The EC launched the second phase of targeted stakeholder consultation earlier this year, and key professional organisations are now sharing their vision on the overall functioning of the TEN-T regulation. The EC has also asked around 1500 experts for input on issues such as urban nodes, infrastructure quality, digitalisation, new technologies, cooperation with third countries, and the functioning of the core network corridors.
Vălean says that while the consultation is ongoing, there are some early indicators from the work already conducted.

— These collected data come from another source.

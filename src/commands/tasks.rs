//! Task matrix commands.

use std::path::{Path, PathBuf};

use chrono::{Local, Utc};
use serde::Serialize;

use super::{notify, DashboardState, Notice};
use crate::error::DashboardError;
use crate::tasks::{describe_due, CommunicationKind, Task, TaskDraft, TaskFilter, TaskMatrix};

/// A task as listed, with its due-date label resolved
#[derive(Debug, Clone, Serialize)]
#[serde(rename_all = "camelCase")]
pub struct TaskRow {
    #[serde(flatten)]
    pub task: Task,
    pub due_label: String,
    pub overdue: bool,
}

fn matrix(state: &DashboardState) -> TaskMatrix {
    TaskMatrix::load(state.store.clone())
}

pub fn list_tasks(state: &DashboardState, filter: TaskFilter) -> Vec<TaskRow> {
    let today = Local::now().date_naive();
    matrix(state)
        .view(filter)
        .into_iter()
        .map(|task| {
            let label = describe_due(task.due_date.as_deref(), today);
            TaskRow {
                task: task.clone(),
                due_label: label.text,
                overdue: label.overdue,
            }
        })
        .collect()
}

pub fn add_task(state: &DashboardState, draft: TaskDraft) -> Notice {
    notify(matrix(state).add(draft), |_| Notice::success("Task added!"))
}

pub fn update_task(state: &DashboardState, id: &str, draft: TaskDraft) -> Notice {
    notify(matrix(state).update(id, draft), |_| Notice::success("Task updated!"))
}

/// Edit form pre-filled from the stored task
pub fn edit_form(state: &DashboardState, id: &str) -> Result<TaskDraft, String> {
    Ok(matrix(state).get(id)?.to_draft())
}

pub fn toggle_task(state: &DashboardState, id: &str) -> Notice {
    notify(matrix(state).toggle_completed(id), |completed| {
        if completed {
            Notice::success("Task completed.")
        } else {
            Notice::info("Task reopened.")
        }
    })
}

pub fn delete_task(state: &DashboardState, id: &str) -> Notice {
    notify(matrix(state).delete(id), |_| Notice::info("Task removed."))
}

pub fn log_communication(
    state: &DashboardState,
    id: &str,
    kind: CommunicationKind,
    text: &str,
) -> Notice {
    notify(matrix(state).log_communication(id, kind, text), |entry| {
        Notice::success(format!("'{}' logged successfully.", entry.kind))
    })
}

/// Write the task bundle into the output directory
pub fn export_tasks(state: &DashboardState) -> Result<PathBuf, String> {
    let raw = matrix(state).export(Utc::now())?;
    let file_name = TaskMatrix::export_file_name(Local::now().date_naive());
    Ok(state.export.save_file(&file_name, &raw)?)
}

/// Replace the task list with a bundle read from `path`
pub fn import_tasks(state: &DashboardState, path: &Path) -> Notice {
    let result = std::fs::read_to_string(path)
        .map_err(DashboardError::from)
        .and_then(|raw| matrix(state).import(&raw));
    notify(result, |_| Notice::success("Tasks imported successfully!"))
}
//! Persistence for the dashboard's key/value state.

use serde::de::DeserializeOwned;
use serde::Serialize;
use std::fs::{self, File};
use std::io::{BufReader, BufWriter, Write};
use std::path::{Path, PathBuf};

use crate::config::AppConfig;
use crate::error::{DashboardError, Result};

/// Persisted state keys. Each key is stored as `<key>.json`.
pub mod keys {
    pub const THEME: &str = "theme";
    pub const SEARCH_COUNTER: &str = "searchCounter";
    pub const CUSTOM_CONTEXTS: &str = "aiCustomContexts";
    pub const CUSTOM_PORTALS: &str = "customInsurancePortals";
    pub const FAVORITES: &str = "matrixFavorites_v2";
    pub const TASKS: &str = "taskMatrixTasks_v3";
}

/// Key/value store for dashboard state.
///
/// Files live in `~/.config/customer-matrix/state/` unless overridden:
/// - `theme.json`, `searchCounter.json`
/// - `aiCustomContexts.json`, `customInsurancePortals.json`
/// - `matrixFavorites_v2.json`, `taskMatrixTasks_v3.json`
#[derive(Debug, Clone)]
pub struct StateStore {
    state_dir: PathBuf,
}

impl StateStore {
    /// Create a store rooted at `state_dir`, ensuring the directory exists
    pub fn new(state_dir: impl Into<PathBuf>) -> Result<Self> {
        let state_dir = state_dir.into();
        fs::create_dir_all(&state_dir).map_err(|e| {
            DashboardError::Storage(format!(
                "Failed to create state directory {}: {}",
                state_dir.display(),
                e
            ))
        })?;
        Ok(Self { state_dir })
    }

    /// Open the store configured for this session
    pub fn open(config: &AppConfig) -> Result<Self> {
        Self::new(config.state_dir.clone())
    }

    pub fn state_dir(&self) -> &Path {
        &self.state_dir
    }

    fn key_path(&self, key: &str) -> PathBuf {
        self.state_dir.join(format!("{}.json", key))
    }

    /// Load a value. `Ok(None)` when the key was never written.
    pub fn load<T: DeserializeOwned>(&self, key: &str) -> Result<Option<T>> {
        let path = self.key_path(key);
        if !path.exists() {
            return Ok(None);
        }

        let file = File::open(&path)?;
        let value = serde_json::from_reader(BufReader::new(file)).map_err(|e| {
            DashboardError::Storage(format!("Failed to parse {}: {}", key, e))
        })?;
        Ok(Some(value))
    }

    /// Load a value, falling back to the default when missing or unreadable
    pub fn load_or_default<T: DeserializeOwned + Default>(&self, key: &str) -> T {
        match self.load(key) {
            Ok(Some(value)) => value,
            Ok(None) => T::default(),
            Err(e) => {
                tracing::warn!(key, error = %e, "Discarding unreadable state");
                T::default()
            }
        }
    }

    /// Atomically write a value (temp file, sync, rename)
    pub fn save<T: Serialize>(&self, key: &str, value: &T) -> Result<()> {
        let path = self.key_path(key);
        let temp_path = path.with_extension("json.tmp");

        let file = File::create(&temp_path)
            .map_err(|e| DashboardError::Storage(format!("Failed to create temp file: {}", e)))?;
        let mut writer = BufWriter::new(file);

        serde_json::to_writer_pretty(&mut writer, value)?;
        writer.flush()?;
        writer
            .get_ref()
            .sync_all()
            .map_err(|e| DashboardError::Storage(format!("Failed to sync: {}", e)))?;

        fs::rename(&temp_path, &path)
            .map_err(|e| DashboardError::Storage(format!("Failed to rename: {}", e)))?;

        tracing::debug!(key, "Saved state");
        Ok(())
    }

    /// Remove a key. Missing keys are not an error.
    pub fn remove(&self, key: &str) -> Result<()> {
        let path = self.key_path(key);
        if path.exists() {
            fs::remove_file(&path)?;
        }
        Ok(())
    }
}

/// Test helper: replace a key's file with a non-empty directory so every
/// later `save` of that key fails at the rename step.
#[cfg(test)]
pub(crate) fn block_key(store: &StateStore, key: &str) {
    let path = store.key_path(key);
    if path.is_file() {
        fs::remove_file(&path).unwrap();
    }
    fs::create_dir_all(path.join("occupied")).unwrap();
}

#[cfg(test)]
mod tests {
    use super::*;
    use serde::Deserialize;
    use tempfile::TempDir;

    #[derive(Debug, Default, PartialEq, Serialize, Deserialize)]
    struct Sample {
        name: String,
        count: u32,
    }

    fn store() -> (TempDir, StateStore) {
        let dir = TempDir::new().unwrap();
        let store = StateStore::new(dir.path().join("state")).unwrap();
        (dir, store)
    }

    #[test]
    fn test_missing_key_loads_none() {
        let (_dir, store) = store();
        let value: Option<Sample> = store.load("nothing").unwrap();
        assert!(value.is_none());
    }

    #[test]
    fn test_save_and_load() {
        let (_dir, store) = store();
        let sample = Sample {
            name: "a".into(),
            count: 3,
        };
        store.save("sample", &sample).unwrap();

        assert!(store.state_dir().join("sample.json").exists());
        assert!(!store.state_dir().join("sample.json.tmp").exists());
        assert_eq!(store.load::<Sample>("sample").unwrap(), Some(sample));
    }

    #[test]
    fn test_corrupt_value_falls_back_to_default() {
        let (_dir, store) = store();
        fs::write(store.state_dir().join("sample.json"), "{not json").unwrap();

        assert!(store.load::<Sample>("sample").is_err());
        assert_eq!(store.load_or_default::<Sample>("sample"), Sample::default());
    }

    #[test]
    fn test_blocked_key_fails_to_save() {
        let (_dir, store) = store();
        store.save(keys::THEME, &"light").unwrap();
        block_key(&store, keys::THEME);
        assert!(store.save(keys::THEME, &"dark").is_err());
    }

    #[test]
    fn test_remove_is_idempotent() {
        let (_dir, store) = store();
        store.save(keys::THEME, &"dark").unwrap();
        store.remove(keys::THEME).unwrap();
        store.remove(keys::THEME).unwrap();
        assert!(store.load::<String>(keys::THEME).unwrap().is_none());
    }
}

This includes strong support for the TEN-T network, as it:
- has a strong EU dimension and with high European added-value allowing individual member state’s priorities to be scaled up into a European vision
- improves infrastructure quality throughout the EU, eliminating technical barriers and promoting seamless, safe and efficient cross-border mobility
- fosters change to ensure the EU keeps pace with technological progress, and
- would enable huge benefits from closer integration between innovative and more traditional infrastructure, especially as the EU targets decarbonisation.
Vălean says respondents also expressed strong support for the core network corridor approach, and called for reinforced EU instruments to support this.
However, the review has also identified two aspects that need revision: planning and implementation, and enhanced infrastructure quality.
Vălean says that as well as strengthening the member states’ obligations, the network also needed to be updated. “As mentioned earlier the idea is not lose focus on the main objective for 2030. However, minor adjustments will certainly be needed, and accommodated - for example the inclusion of missing cross-border connections or enhanced connectivity for some peripheral regions.”
New developments not foreseen in 2013, when the network was first developed, would also mean that some aspects will need to be updated.
“We need therefore to integrate alternative fuel infrastructure as a mandatory TEN-T requirement, and take account of military mobility needs,” Vălean says. “We need to enable automation, and we must provide for future-oriented technological solutions which we know are coming.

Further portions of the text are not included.